* _WORK TO BE COMPLETED_: Please say how many lines in the records contain the word "elide", giving only the number.
Segment Start: RECORDS FOR THE EXERCISE
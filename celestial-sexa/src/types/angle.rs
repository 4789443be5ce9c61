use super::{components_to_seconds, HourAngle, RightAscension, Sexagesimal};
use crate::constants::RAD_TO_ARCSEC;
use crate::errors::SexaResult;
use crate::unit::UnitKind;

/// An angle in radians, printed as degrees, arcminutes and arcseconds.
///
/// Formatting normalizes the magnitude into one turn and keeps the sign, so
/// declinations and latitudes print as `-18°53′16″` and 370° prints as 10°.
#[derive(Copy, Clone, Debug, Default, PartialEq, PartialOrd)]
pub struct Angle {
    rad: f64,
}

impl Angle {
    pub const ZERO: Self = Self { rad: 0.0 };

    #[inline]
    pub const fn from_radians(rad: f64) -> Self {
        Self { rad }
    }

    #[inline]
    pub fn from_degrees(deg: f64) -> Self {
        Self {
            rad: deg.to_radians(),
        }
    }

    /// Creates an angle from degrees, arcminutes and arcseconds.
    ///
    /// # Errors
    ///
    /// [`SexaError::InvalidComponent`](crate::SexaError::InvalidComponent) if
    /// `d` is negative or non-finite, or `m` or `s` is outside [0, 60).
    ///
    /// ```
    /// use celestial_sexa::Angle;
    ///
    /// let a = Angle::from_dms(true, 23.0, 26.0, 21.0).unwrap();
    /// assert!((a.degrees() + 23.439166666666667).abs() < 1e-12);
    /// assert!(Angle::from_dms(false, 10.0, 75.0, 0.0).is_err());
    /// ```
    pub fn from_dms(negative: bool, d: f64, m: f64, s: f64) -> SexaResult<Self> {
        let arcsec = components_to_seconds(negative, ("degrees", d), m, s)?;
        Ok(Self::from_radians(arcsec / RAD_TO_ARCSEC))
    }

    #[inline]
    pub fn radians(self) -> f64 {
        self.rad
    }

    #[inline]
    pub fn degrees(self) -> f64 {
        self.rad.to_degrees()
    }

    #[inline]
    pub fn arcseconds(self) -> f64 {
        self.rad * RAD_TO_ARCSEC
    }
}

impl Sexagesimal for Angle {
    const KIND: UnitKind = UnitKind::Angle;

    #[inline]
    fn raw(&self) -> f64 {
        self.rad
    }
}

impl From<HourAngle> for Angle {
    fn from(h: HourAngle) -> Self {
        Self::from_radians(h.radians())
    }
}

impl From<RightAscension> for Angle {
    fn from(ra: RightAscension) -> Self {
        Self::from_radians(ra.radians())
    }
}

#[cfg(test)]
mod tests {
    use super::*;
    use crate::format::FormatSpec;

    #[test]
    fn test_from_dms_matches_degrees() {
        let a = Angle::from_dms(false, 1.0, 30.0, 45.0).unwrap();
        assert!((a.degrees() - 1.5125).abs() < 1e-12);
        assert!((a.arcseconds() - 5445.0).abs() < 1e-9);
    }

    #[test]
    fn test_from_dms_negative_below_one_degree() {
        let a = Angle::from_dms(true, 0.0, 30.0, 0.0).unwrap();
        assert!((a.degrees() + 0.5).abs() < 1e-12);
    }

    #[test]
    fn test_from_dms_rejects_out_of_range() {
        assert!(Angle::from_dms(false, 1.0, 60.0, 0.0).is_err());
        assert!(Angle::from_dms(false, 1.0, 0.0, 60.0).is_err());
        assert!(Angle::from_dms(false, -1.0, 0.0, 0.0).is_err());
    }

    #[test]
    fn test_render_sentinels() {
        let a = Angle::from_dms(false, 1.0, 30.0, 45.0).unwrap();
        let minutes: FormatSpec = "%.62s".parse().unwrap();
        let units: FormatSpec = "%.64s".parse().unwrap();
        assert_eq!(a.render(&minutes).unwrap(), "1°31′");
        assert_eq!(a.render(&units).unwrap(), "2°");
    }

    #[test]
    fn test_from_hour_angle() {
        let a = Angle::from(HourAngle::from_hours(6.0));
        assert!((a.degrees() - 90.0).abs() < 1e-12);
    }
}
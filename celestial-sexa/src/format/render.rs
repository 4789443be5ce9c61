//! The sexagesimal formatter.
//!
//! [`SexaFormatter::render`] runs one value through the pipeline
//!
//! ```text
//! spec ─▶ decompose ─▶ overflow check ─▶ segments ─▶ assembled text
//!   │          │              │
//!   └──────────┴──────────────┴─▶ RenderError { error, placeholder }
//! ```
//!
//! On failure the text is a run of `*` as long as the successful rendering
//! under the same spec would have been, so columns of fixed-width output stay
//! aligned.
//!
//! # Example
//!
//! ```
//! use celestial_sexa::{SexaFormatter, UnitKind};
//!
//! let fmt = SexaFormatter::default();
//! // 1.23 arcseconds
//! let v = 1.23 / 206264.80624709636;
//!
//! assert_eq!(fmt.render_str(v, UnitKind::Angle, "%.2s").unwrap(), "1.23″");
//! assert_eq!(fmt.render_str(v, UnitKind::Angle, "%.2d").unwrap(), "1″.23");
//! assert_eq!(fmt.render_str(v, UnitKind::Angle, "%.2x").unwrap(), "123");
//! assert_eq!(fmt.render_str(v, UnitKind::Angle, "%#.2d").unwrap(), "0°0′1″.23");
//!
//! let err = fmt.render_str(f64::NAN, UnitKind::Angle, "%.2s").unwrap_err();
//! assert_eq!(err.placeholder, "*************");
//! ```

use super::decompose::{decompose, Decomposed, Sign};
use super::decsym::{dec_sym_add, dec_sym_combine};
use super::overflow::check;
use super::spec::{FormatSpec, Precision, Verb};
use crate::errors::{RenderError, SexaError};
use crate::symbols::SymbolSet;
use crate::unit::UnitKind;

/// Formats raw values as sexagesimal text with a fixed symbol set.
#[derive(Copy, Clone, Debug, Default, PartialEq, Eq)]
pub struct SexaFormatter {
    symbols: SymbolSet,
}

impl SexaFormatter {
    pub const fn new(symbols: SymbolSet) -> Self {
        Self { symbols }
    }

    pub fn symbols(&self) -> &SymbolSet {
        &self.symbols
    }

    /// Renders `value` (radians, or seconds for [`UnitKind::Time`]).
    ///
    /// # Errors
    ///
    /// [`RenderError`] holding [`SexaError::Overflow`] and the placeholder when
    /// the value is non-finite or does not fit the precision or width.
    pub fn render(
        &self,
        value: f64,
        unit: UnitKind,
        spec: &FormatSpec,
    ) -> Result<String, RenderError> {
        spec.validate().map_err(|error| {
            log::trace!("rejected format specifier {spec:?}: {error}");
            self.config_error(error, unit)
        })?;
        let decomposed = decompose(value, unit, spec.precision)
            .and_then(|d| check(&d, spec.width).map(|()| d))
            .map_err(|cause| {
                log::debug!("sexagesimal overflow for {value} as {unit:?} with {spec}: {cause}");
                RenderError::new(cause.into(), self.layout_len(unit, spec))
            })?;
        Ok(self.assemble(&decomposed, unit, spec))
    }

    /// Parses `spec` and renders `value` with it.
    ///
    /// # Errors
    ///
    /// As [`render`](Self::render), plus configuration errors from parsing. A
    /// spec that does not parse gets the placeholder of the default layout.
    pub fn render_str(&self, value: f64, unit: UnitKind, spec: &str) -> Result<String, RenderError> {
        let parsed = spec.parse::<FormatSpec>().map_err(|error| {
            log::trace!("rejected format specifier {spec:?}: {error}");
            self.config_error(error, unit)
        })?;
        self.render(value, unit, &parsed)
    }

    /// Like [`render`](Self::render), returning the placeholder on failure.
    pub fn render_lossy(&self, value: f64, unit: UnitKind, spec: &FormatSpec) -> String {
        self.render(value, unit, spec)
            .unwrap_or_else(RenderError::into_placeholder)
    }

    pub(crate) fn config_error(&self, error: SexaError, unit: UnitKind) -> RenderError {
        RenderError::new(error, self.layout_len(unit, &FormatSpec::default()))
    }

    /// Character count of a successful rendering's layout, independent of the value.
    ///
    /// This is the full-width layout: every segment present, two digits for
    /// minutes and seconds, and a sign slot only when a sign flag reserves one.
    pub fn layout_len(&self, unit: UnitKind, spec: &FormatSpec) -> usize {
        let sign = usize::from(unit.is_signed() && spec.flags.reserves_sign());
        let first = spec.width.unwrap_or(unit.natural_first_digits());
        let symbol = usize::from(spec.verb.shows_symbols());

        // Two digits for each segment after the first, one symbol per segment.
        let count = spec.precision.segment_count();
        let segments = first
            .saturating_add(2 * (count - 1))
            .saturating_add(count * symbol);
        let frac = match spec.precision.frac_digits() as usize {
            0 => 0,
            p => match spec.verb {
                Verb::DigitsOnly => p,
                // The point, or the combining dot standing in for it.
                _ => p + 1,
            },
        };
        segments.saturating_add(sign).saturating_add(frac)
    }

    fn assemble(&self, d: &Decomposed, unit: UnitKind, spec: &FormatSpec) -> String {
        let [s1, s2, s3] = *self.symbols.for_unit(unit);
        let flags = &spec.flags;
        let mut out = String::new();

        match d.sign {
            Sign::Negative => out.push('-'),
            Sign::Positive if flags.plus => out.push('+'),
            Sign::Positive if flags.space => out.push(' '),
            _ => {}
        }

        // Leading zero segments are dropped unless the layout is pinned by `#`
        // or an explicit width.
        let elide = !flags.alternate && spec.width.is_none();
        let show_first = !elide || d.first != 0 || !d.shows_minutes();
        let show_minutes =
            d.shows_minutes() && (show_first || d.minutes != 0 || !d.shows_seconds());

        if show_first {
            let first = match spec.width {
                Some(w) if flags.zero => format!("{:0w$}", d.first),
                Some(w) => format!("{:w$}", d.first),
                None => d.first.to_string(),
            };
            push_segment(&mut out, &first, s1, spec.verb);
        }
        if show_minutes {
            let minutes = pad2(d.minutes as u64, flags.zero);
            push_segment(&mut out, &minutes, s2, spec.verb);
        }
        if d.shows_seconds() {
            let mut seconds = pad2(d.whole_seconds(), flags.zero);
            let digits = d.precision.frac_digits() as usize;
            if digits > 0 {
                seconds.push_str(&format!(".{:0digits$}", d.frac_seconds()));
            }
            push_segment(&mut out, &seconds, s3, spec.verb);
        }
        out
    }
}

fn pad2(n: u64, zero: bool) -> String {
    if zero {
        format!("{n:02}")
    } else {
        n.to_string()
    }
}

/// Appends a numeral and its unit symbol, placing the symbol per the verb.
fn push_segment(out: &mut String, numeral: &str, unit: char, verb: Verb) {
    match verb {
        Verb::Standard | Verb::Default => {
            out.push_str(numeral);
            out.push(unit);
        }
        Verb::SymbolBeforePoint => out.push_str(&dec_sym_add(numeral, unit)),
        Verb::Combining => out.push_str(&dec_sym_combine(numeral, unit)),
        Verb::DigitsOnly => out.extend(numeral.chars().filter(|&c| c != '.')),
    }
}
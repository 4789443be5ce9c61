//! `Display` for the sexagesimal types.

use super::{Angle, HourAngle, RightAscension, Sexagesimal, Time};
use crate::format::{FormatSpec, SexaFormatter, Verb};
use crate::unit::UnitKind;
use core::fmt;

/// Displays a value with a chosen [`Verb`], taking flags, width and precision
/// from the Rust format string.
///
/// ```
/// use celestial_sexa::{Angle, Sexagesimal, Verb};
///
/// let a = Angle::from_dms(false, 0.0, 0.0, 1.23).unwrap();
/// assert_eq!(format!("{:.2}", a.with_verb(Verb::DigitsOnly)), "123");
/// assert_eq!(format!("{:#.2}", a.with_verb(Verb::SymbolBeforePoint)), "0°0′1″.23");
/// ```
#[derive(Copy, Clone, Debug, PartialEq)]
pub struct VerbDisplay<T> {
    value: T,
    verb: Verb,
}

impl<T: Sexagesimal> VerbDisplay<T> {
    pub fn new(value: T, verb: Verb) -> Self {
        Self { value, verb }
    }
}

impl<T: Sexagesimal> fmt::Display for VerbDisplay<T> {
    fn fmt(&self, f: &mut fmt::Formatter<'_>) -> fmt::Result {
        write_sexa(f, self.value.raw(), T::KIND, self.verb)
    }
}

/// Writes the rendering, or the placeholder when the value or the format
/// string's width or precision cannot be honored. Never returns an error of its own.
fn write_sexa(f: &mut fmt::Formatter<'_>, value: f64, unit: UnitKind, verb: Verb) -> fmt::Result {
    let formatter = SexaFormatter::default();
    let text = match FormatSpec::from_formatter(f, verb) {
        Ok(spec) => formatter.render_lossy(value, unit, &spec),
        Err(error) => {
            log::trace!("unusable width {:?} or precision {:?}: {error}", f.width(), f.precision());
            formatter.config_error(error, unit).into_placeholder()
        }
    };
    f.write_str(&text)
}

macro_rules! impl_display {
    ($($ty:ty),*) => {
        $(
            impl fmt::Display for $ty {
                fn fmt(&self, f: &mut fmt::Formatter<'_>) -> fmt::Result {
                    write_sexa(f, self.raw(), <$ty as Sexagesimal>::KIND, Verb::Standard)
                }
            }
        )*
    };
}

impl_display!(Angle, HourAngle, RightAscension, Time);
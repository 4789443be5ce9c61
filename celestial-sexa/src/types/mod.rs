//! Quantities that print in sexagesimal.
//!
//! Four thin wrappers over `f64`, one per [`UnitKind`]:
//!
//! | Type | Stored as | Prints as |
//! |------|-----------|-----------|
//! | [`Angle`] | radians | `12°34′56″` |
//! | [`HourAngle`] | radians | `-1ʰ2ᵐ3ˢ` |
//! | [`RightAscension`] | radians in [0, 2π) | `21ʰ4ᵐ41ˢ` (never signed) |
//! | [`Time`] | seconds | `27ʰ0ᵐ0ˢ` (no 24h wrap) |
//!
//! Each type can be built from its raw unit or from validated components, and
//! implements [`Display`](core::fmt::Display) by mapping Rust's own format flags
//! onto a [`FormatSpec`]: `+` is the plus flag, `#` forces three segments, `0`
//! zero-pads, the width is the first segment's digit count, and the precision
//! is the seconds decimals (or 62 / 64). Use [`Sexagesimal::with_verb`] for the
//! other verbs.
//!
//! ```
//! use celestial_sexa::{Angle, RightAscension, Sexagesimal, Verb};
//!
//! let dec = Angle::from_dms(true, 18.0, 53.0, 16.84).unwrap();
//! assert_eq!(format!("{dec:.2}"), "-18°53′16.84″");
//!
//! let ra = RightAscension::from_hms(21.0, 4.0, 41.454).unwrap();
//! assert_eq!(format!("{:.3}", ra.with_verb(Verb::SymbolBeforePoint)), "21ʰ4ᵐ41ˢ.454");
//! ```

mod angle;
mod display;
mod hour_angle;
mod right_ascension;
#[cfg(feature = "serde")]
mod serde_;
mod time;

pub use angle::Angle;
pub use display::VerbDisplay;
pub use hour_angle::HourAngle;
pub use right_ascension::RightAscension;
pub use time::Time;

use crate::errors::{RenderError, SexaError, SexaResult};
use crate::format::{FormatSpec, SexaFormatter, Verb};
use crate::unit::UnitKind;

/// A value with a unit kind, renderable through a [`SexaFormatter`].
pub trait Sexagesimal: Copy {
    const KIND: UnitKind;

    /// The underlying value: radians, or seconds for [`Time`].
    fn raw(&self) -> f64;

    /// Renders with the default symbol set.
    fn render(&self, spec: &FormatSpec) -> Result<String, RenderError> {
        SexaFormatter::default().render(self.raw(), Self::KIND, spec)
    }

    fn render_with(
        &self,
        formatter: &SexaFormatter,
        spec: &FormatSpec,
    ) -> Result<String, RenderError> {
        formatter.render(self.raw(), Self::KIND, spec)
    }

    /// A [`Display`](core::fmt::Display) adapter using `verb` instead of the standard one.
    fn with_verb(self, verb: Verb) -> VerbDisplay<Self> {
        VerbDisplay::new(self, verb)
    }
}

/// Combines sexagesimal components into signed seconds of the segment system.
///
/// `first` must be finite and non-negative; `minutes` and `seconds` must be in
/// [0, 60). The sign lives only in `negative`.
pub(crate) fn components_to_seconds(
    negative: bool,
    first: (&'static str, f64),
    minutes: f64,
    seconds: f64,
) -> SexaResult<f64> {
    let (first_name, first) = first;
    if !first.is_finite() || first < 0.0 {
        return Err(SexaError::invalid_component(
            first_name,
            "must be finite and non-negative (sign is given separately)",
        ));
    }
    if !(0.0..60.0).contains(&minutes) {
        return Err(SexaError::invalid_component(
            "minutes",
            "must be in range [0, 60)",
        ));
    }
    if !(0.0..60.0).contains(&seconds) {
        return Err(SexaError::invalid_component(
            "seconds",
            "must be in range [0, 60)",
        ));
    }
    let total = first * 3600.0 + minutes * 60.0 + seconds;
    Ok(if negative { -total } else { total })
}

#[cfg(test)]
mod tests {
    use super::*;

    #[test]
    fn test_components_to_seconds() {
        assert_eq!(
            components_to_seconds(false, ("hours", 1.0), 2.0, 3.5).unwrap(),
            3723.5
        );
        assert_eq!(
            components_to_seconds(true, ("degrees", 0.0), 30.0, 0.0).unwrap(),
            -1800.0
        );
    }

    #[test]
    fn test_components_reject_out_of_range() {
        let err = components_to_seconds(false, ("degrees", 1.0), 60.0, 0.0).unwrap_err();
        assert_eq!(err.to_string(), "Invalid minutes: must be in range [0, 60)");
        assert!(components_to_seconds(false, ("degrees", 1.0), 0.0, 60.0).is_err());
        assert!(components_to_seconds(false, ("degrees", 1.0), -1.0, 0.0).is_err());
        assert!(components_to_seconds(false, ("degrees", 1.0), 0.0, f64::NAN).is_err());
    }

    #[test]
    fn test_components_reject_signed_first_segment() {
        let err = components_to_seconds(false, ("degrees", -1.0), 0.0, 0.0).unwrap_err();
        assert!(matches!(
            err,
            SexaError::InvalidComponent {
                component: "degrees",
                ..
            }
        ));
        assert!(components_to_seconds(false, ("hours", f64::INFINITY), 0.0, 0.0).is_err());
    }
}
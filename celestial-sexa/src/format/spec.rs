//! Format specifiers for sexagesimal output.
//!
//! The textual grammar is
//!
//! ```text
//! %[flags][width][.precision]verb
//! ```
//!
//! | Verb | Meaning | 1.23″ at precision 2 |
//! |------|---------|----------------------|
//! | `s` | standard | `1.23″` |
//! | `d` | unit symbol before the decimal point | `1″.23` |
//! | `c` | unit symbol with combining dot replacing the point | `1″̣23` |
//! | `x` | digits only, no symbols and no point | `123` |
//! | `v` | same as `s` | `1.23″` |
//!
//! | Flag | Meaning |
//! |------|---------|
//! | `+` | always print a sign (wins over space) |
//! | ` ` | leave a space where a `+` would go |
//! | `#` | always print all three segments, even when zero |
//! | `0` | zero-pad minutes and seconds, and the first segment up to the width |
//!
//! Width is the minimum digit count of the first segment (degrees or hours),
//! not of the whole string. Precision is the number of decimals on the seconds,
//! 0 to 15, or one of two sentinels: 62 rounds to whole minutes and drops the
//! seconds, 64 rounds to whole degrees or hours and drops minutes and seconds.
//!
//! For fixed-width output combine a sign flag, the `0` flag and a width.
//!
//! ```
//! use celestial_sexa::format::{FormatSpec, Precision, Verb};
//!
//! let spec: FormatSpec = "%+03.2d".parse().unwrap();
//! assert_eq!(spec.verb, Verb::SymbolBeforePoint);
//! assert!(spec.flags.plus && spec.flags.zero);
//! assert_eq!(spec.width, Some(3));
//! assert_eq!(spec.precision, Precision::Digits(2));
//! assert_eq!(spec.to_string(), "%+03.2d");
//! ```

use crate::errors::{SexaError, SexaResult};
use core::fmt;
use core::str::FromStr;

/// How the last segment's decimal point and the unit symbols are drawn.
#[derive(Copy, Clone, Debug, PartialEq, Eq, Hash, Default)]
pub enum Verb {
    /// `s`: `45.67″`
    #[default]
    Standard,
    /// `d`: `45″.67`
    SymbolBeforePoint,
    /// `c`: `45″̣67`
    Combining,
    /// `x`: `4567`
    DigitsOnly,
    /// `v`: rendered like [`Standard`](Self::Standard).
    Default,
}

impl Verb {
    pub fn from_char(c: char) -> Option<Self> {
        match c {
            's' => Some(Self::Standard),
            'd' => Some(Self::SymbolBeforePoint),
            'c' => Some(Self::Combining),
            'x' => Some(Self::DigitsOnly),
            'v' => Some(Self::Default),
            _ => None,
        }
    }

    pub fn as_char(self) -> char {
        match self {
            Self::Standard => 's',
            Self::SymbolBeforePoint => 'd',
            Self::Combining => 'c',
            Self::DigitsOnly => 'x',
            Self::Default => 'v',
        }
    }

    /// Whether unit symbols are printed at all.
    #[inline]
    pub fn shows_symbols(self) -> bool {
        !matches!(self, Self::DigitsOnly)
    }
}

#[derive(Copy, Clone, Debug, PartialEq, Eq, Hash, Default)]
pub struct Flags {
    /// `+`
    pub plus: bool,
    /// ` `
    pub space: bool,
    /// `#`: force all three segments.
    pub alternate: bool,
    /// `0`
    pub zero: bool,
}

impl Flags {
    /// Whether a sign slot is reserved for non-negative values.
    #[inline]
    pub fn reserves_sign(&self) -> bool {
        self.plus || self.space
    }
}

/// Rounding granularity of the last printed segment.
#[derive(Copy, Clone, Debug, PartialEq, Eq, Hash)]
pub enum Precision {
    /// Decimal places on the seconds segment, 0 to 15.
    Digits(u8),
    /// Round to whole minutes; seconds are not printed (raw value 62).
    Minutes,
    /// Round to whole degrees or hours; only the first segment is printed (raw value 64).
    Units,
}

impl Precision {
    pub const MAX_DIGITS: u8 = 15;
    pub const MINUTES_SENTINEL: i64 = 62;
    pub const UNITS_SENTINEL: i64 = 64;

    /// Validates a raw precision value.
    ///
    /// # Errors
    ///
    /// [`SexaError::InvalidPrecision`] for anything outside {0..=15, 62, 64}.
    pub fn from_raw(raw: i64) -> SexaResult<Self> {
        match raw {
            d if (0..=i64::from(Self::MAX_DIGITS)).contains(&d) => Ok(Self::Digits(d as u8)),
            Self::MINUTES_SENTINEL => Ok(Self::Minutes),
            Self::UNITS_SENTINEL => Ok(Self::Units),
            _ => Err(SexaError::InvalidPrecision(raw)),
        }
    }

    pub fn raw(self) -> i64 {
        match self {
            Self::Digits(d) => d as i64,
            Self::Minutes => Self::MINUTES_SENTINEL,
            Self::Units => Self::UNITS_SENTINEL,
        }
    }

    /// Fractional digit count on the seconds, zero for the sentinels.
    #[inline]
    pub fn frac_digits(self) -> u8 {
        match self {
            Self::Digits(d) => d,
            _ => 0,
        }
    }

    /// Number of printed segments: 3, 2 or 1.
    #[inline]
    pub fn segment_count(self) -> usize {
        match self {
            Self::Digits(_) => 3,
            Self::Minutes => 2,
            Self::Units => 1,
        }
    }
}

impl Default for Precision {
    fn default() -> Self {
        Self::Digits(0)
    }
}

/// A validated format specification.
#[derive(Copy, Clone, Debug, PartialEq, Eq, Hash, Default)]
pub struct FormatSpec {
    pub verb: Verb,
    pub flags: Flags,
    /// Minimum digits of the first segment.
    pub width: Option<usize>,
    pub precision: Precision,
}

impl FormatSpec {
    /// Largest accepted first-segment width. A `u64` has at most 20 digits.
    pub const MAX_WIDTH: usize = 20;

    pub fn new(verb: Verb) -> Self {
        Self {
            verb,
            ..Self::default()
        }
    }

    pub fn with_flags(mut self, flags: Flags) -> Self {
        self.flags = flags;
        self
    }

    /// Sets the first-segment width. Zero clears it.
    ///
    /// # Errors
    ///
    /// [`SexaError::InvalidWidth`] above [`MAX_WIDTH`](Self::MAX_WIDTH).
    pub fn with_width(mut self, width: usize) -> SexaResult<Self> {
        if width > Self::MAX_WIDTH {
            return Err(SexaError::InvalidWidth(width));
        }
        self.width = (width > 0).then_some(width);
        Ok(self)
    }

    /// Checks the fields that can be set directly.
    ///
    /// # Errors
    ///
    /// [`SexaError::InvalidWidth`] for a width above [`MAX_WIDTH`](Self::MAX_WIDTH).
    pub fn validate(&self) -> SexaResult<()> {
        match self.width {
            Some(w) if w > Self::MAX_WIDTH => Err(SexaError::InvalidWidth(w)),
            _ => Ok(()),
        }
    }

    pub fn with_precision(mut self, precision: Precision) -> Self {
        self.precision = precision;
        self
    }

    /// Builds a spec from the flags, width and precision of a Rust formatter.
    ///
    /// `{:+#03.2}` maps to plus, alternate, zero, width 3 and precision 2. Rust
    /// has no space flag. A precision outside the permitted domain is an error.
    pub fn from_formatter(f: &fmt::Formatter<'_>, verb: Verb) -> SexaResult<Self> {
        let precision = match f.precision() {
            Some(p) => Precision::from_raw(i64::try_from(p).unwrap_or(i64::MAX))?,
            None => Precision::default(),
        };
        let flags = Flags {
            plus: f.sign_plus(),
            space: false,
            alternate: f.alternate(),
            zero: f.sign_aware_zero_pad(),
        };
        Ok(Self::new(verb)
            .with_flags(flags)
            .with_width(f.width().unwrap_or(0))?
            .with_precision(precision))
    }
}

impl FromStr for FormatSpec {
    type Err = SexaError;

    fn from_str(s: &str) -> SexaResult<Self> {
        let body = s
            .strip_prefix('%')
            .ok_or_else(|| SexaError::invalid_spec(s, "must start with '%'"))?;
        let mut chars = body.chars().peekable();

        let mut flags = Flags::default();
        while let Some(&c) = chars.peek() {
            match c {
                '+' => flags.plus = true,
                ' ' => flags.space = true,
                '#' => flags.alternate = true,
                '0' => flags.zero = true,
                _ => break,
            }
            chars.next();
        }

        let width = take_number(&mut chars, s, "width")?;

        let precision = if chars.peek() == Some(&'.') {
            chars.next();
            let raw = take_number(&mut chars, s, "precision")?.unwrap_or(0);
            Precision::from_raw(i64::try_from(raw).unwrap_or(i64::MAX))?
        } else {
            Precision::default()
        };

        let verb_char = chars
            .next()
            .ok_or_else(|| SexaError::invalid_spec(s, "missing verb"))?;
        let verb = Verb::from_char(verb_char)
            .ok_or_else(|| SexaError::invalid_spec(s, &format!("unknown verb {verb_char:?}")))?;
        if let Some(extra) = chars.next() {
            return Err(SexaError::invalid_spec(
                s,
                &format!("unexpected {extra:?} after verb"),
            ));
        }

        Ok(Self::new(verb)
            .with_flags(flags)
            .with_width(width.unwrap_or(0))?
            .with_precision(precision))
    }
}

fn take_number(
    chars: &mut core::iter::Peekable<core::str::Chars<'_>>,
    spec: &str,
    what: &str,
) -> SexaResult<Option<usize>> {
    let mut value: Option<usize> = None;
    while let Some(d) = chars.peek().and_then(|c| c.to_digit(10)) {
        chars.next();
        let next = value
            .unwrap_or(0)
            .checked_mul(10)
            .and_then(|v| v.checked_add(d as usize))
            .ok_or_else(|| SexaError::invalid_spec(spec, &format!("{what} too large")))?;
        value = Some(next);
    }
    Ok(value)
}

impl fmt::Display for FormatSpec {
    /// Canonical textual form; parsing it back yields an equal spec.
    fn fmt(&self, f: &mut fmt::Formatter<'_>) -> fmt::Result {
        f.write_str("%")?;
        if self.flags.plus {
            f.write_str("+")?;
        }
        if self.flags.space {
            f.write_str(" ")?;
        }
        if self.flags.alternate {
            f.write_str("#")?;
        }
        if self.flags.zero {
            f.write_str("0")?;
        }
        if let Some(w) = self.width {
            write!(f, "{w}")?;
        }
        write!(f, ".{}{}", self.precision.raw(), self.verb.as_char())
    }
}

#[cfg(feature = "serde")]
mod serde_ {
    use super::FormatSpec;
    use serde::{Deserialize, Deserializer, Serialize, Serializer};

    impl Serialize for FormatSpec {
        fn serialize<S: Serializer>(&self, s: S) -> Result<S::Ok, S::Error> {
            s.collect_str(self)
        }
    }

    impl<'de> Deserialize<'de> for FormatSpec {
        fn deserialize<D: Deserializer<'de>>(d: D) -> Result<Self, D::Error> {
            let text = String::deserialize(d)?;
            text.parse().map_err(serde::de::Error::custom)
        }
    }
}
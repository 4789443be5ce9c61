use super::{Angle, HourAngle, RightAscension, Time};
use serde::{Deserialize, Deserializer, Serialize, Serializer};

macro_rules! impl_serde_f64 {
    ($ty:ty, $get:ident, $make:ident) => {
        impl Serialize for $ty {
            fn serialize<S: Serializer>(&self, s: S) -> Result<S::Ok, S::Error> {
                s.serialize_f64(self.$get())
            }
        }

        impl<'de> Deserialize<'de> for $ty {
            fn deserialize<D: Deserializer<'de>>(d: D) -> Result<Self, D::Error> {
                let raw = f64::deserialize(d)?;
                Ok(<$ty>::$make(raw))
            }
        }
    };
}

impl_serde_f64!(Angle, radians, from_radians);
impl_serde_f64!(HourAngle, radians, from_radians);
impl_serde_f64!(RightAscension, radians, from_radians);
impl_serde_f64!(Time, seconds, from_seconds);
Segment End: RECORDS FOR THE EXERCISE
* _ANSWER SPACE_: 2